C'est à la suite de ce concours que vous êtes venu à Paris ?

Les éliminatoires se déroulaient sous le chapiteau du Grand Cirque de France qui s’installait autour de Paris — à Saint-Denis, Pantin, Thiais —, mais la finale avait lieu à la salle Métropole de Saint-Ouen. J'avais gagné la finale et je ne suis donc même pas entré dans Paris ! Cela m’a tout de même permis de convaincre mon père qui, amateur d’opéra, ne comprenait pas que je veuille faire une carrière dans ce métier, alors qu’il faisait des efforts pour me payer des études. J’avais participé au crochet sans le lui dire, et le 14 février 1960, date de la diffusion de la finale à la radio, je lui ai dit : « Papa, j’ai une surprise pour toi... » Nous avons écouté la radio ensemble et il a entendu son garçon de seize ans battre le Luis Mariano, l’Édith Piaf et le ténor de service ! À partir de ce moment-là, il a été convaincu, et c’est même lui qui est allé frapper aux portes.


Vous lui rendez hommage dans une très belle chanson, Paris 60. Il était à la fois votre confident, votre imprésario, votre ami, dites-vous, et grâce à lui les portes s’ouvraient...

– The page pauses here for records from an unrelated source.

use std::borrow::Cow;

pub fn truncate_str(s: &str, len: usize) -> Cow<'_, str> {
    if s.chars().count() > len {
        let owned = s
            .chars()
            .take(len.saturating_sub(3))
            .chain("...".chars())
            .collect();
        Cow::Owned(owned)
    } else {
        Cow::Borrowed(s)
    }
}

#[cfg(test)]
mod tests {
    use super::*;

    #[test]
    fn truncation_counts_chars() {
        assert_eq!(truncate_str("short", 10), "short");
        assert_eq!(truncate_str("exactly10!", 10), "exactly10!");
        assert_eq!(truncate_str("a bit too long", 10), "a bit t...");
        // Multi-byte characters must not be split
        assert_eq!(truncate_str("ééééééé", 5), "éé...");
    }
}
use std::borrow::Cow;

use crate::{config::YoutubeApi, delta::Fetch, types::FeedItem};

use anyhow::Context as _;
use reqwest::{blocking::Client, header, StatusCode};
use serde::Deserialize;
use smartstring::alias::String as SmallString;
use url::Url;

const PLAYLIST_ITEMS_URL: &str = "https://www.googleapis.com/youtube/v3/playlistItems";
const WATCH_URL: &str = "https://www.youtube.com/watch";
/// The most the API hands out in a single page
const NUM_LATEST_ITEMS: u32 = 50;

pub trait FeedSource {
    /// Fetches the newest items for `source`, presenting `change_token` so that the source can
    /// reply with [`Fetch::Unchanged`] when there's nothing new
    fn fetch(&self, source: &str, change_token: Option<&str>) -> anyhow::Result<Fetch>;
}

pub struct Youtube {
    client: Client,
    api_key: String,
}

impl Youtube {
    pub fn new(YoutubeApi { api_key }: &YoutubeApi, user_agent: &str) -> anyhow::Result<Self> {
        let client = Client::builder()
            .user_agent(user_agent)
            .build()
            .context("Failed building youtube client")?;

        Ok(Self {
            client,
            api_key: api_key.to_owned(),
        })
    }
}

impl FeedSource for Youtube {
    fn fetch(&self, source: &str, change_token: Option<&str>) -> anyhow::Result<Fetch> {
        let playlist = uploads_playlist(source);
        let max_results = NUM_LATEST_ITEMS.to_string();
        let url = Url::parse_with_params(
            PLAYLIST_ITEMS_URL,
            &[
                ("part", "snippet"),
                ("maxResults", max_results.as_str()),
                ("playlistId", &*playlist),
                ("key", self.api_key.as_str()),
            ],
        )?;

        let mut request = self.client.get(url);
        if let Some(token) = change_token {
            request = request.header(header::IF_NONE_MATCH, token);
        }

        // Urls carry the api key, so keep them out of any errors
        let response = request.send().map_err(reqwest::Error::without_url)?;
        if response.status() == StatusCode::NOT_MODIFIED {
            return Ok(Fetch::Unchanged);
        }
        let response = response
            .error_for_status()
            .map_err(reqwest::Error::without_url)?;

        let header_etag = response
            .headers()
            .get(header::ETAG)
            .and_then(|etag| etag.to_str().ok())
            .map(ToOwned::to_owned);
        let page: PlaylistPage = response.json().map_err(reqwest::Error::without_url)?;

        let change_token = page.etag.clone().or(header_etag);
        let items = page.into_items();
        tracing::debug!(source, %playlist, num_items = items.len(), "Fetched playlist");

        Ok(Fetch::Items {
            items,
            change_token,
        })
    }
}

/// Channel ids (`UC...`) get mapped to the channel's uploads playlist (`UU...`)
fn uploads_playlist(source: &str) -> Cow<'_, str> {
    match source.strip_prefix("UC") {
        Some(rest) => Cow::Owned(format!("UU{rest}")),
        None => Cow::Borrowed(source),
    }
}

#[derive(Deserialize)]
struct PlaylistPage {
    etag: Option<String>,
    #[serde(default)]
    items: Vec<PlaylistItem>,
}

impl PlaylistPage {
    fn into_items(self) -> Vec<FeedItem> {
        self.items
            .into_iter()
            .enumerate()
            .filter_map(|(idx, PlaylistItem { snippet })| {
                let Snippet {
                    title,
                    position,
                    resource_id: ResourceId { video_id },
                } = snippet;
                let video_id = video_id.filter(|id| !id.is_empty())?;
                let url = Url::parse_with_params(WATCH_URL, &[("v", video_id.as_str())]).ok()?;

                Some(FeedItem {
                    id: SmallString::from(video_id),
                    title,
                    published_order: position.unwrap_or(idx as u32),
                    url,
                })
            })
            .collect()
    }
}

#[derive(Deserialize)]
struct PlaylistItem {
    snippet: Snippet,
}

#[derive(Deserialize)]
#[serde(rename_all = "camelCase")]
struct Snippet {
    title: String,
    position: Option<u32>,
    resource_id: ResourceId,
}

#[derive(Deserialize)]
#[serde(rename_all = "camelCase")]
struct ResourceId {
    video_id: Option<String>,
}

#[cfg(test)]
mod tests {
    use super::*;

    #[test]
    fn channel_to_uploads() {
        assert_eq!(uploads_playlist("UCabc"), "UUabc");
        assert_eq!(uploads_playlist("PLabc"), "PLabc");
        assert_eq!(uploads_playlist("UUabc"), "UUabc");
    }

    #[test]
    fn parse_page() {
        let body = r#"{
            "kind": "youtube#playlistItemListResponse",
            "etag": "page-etag",
            "items": [
                {
                    "snippet": {
                        "title": "Newest upload",
                        "position": 0,
                        "resourceId": { "kind": "youtube#video", "videoId": "newVid" }
                    }
                },
                {
                    "snippet": {
                        "title": "Not a video",
                        "position": 1,
                        "resourceId": { "kind": "youtube#channel" }
                    }
                },
                {
                    "snippet": {
                        "title": "Older upload",
                        "position": 2,
                        "resourceId": { "kind": "youtube#video", "videoId": "oldVid" }
                    }
                }
            ]
        }"#;

        let page: PlaylistPage = serde_json::from_str(body).unwrap();
        assert_eq!(page.etag.as_deref(), Some("page-etag"));

        let items = page.into_items();
        insta::assert_debug_snapshot!(items, @r###"
        [
            FeedItem {
                id: "newVid",
                title: "Newest upload",
                published_order: 0,
                url: "https://www.youtube.com/watch?v=newVid",
            },
            FeedItem {
                id: "oldVid",
                title: "Older upload",
                published_order: 2,
                url: "https://www.youtube.com/watch?v=oldVid",
            },
        ]
        "###);
    }
}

Absolument. Ce que je dis dans la chanson est la stricte vérité, un peu poétisée. À partir du moment où il a été convaincu, il m’a beaucoup soutenu. Après ce crochet, j’ai fait un premier disque, un deuxième, puis un troisième et un quatrième, sans succès, c’était complètement retombé. Ayant négligé mes étude, j’étais décidé à les reprendre quand mon père m’a dit : « Non, maintenant, je sais que c’est ça que tu dois faire. » Et c’est lui qui a pris contact avec la firme de disques EMI, avec le disquaire de Jemmapes, monsieur Aimable Donfut, qui assurait la vente des cinq cents premiers exemplaires, afin que les frais soient amortis, ce qui était la condition posée par EMI. Vous voyez ce que pouvaient être des frais amortis avec seulement cinq cents disques : il y avait juste un basse, un guitare et une batterie mais ils m’avaient promis des chœurs et des violons...


C’était Sans toi ma mie ?

Le jour où j’ai enregistré cette chanson, je devais passer un examen de journalisme à l’Institut des Techniques de Diffusion et de Relations Publiques de Tournai, où j’étais encore étudiant. J’avais demandé une dérogation au préfet des études, comme on dit chez nous, pour pouvoir passer mon examen plus tard, ce qui m'a été accordé. Après l’enregistrement, je reviens voir le prof de journalisme pour obtenir un rendez-vous. Mais je suis très mal accueilli : « Je suis maître à bord de mon bateau, vous avez zéro ! » J’étais tellement choqué et révolté que j’ai laissé tomber les études sur un coup de tête, sans savoir ce que j’allais faire. J’attendais avec impatience le disque pour entendre les chœurs et les violons auxquels je tenais beaucoup... Le 45 tours est sorti un mois plus tard sans violons et sans chœurs ! J’étais vraiment au plus bas. Le disque a été refusé dans les radios. Finalement, mon directeur artistique, monsieur Jeff de Boeck, a eu l’idée de le distribuer dans les juke-boxes de Bruxelles. Et c’est par les juke-boxes que ça a démarré. Ensuite, les radios ont dû suivre.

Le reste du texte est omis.